Une spiritualité à partir du plus pauvre (19)

Que le Christ assume l’espérance des plus pauvres, les chrétiens le proclament volon-tiers ? Mais qu’il l’ait fait en devenant sembla-ble à eux, paraît plus difficile à admettre. Même dans l’Eglise, l’idée fait scandale. « Jésus, un misérable, est-ce vraiment sûr ? » […]

Je ne prétends pas répondre [à cette question]. Je n’ai pas à prouver que Jésus naquit, vécut et mourut en homme de la misère. Je le crois, mes yeux le voient, mes oreilles l’entendent dans l’Evangile.

[…]

Jésus Fils de Dieu et homme de misère ne m’est jamais apparu accessible à notre enten-dement. Sa divinité incarnée dans sa condition d’homme, n’est-elle pas le plus profond des mystères, sujet de contemplation plutôt que de raisonnement ?

Heureux vous les pauvres, p. 152-153

Le Père Joseph Wresinski a découvert une grande proximité entre sa propre expérience, celle des plus pauvres, et les Evangiles.

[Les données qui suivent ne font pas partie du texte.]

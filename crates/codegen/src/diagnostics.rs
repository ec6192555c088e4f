//! Non-fatal compiler output.
//!
//! Anything that aborts compilation is a [`CodegenError`](crate::CodegenError).
//! Everything else the compiler wants to tell the user ends up here and is
//! handed back with the generated unit.

use std::fmt;

use serde::Serialize;

#[derive(Debug, Clone, Copy, PartialEq, Eq, PartialOrd, Ord, Serialize)]
#[serde(rename_all = "lowercase")]
pub enum Severity {
    Note,
    Warning,
}

impl fmt::Display for Severity {
    fn fmt(&self, f: &mut fmt::Formatter<'_>) -> fmt::Result {
        match self {
            Severity::Note => write!(f, "note"),
            Severity::Warning => write!(f, "warning"),
        }
    }
}

#[derive(Debug, Clone, PartialEq, Eq, Serialize)]
pub struct Diagnostic {
    pub severity: Severity,
    pub message: String,
    /// Source line the diagnostic refers to, when known.
    #[serde(skip_serializing_if = "Option::is_none")]
    pub line: Option<u32>,
}

impl Diagnostic {
    pub fn new(severity: Severity, message: impl Into<String>) -> Self {
        Diagnostic { severity, message: message.into(), line: None }
    }

    pub fn note(message: impl Into<String>) -> Self {
        Self::new(Severity::Note, message)
    }

    pub fn warning(message: impl Into<String>) -> Self {
        Self::new(Severity::Warning, message)
    }

    pub fn with_line(mut self, line: Option<u32>) -> Self {
        self.line = line;
        self
    }
}

impl fmt::Display for Diagnostic {
    fn fmt(&self, f: &mut fmt::Formatter<'_>) -> fmt::Result {
        match self.line {
            Some(line) => write!(f, "{}: line {}: {}", self.severity, line, self.message),
            None => write!(f, "{}: {}", self.severity, self.message),
        }
    }
}

#[derive(Debug, Clone, Default)]
pub struct Diagnostics {
    items: Vec<Diagnostic>,
}

impl Diagnostics {
    pub fn new() -> Self {
        Self::default()
    }

    pub fn push(&mut self, diagnostic: Diagnostic) {
        tracing::debug!(%diagnostic, "diagnostic");
        self.items.push(diagnostic);
    }

    pub fn note(&mut self, line: Option<u32>, message: impl Into<String>) {
        self.push(Diagnostic::note(message).with_line(line));
    }

    pub fn warning(&mut self, line: Option<u32>, message: impl Into<String>) {
        self.push(Diagnostic::warning(message).with_line(line));
    }

    pub fn iter(&self) -> impl Iterator<Item = &Diagnostic> {
        self.items.iter()
    }

    pub fn len(&self) -> usize {
        self.items.len()
    }

    pub fn is_empty(&self) -> bool {
        self.items.is_empty()
    }

    pub fn has_warnings(&self) -> bool {
        self.items.iter().any(|d| d.severity == Severity::Warning)
    }

    pub fn into_vec(self) -> Vec<Diagnostic> {
        self.items
    }
}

Pour lui, l’expérience vécue de la grande pauvreté est le lieu de la rencontre avec le Christ, et deviendra le lieu de sa lecture de l’Evangile.

Toute lecture chrétienne de l’Evangile se déploie à partir du Christ. C’est le Christ qui fait disparaître le voile qui recouvre les mots des Ecritures. C’est à partir de Lui qu’on comprend.   [Voir le deuxième Lettre de Paul aux Corithiens 3, 14-16]

Pour le Père Joseph, sa manière de lire aura un accent singulier : il lit les Evangiles à partir de la contemplation du Christ, Fils de Dieu fait homme de la misère.

Contempler Jésus dans l’Evangile, à partir de la souffrance et de l’humiliation des plus pauvres du monde, est une invitation pour le croyant à un voyage spirituel de grande ampleur :

–  Laisser se transformer sa conception de Dieu…

  Se laisser enseigner, pas seulement par les clercs et les savants, mais par ceux à qui Jésus s’est pleinement identifié. [Evangile de Matthieu 11, 25-26 ; 25, 31-46].

  Laisser l’Esprit Saint nous conduire « à l’intérieur de la vérité tout entière », et reconnaître que cette vérité qu’est Jésus n’est pas une doctine ni une règle de conduite…, mais le Verbe fait faiblesse ; le Fils qui ne voulut pas utiliser comme un pouvoir le rang qui pourtant l’égalait à Dieu ; le Christ qui s’humilia jusqu’à subir la honte de la mort sur la croix des esclaves.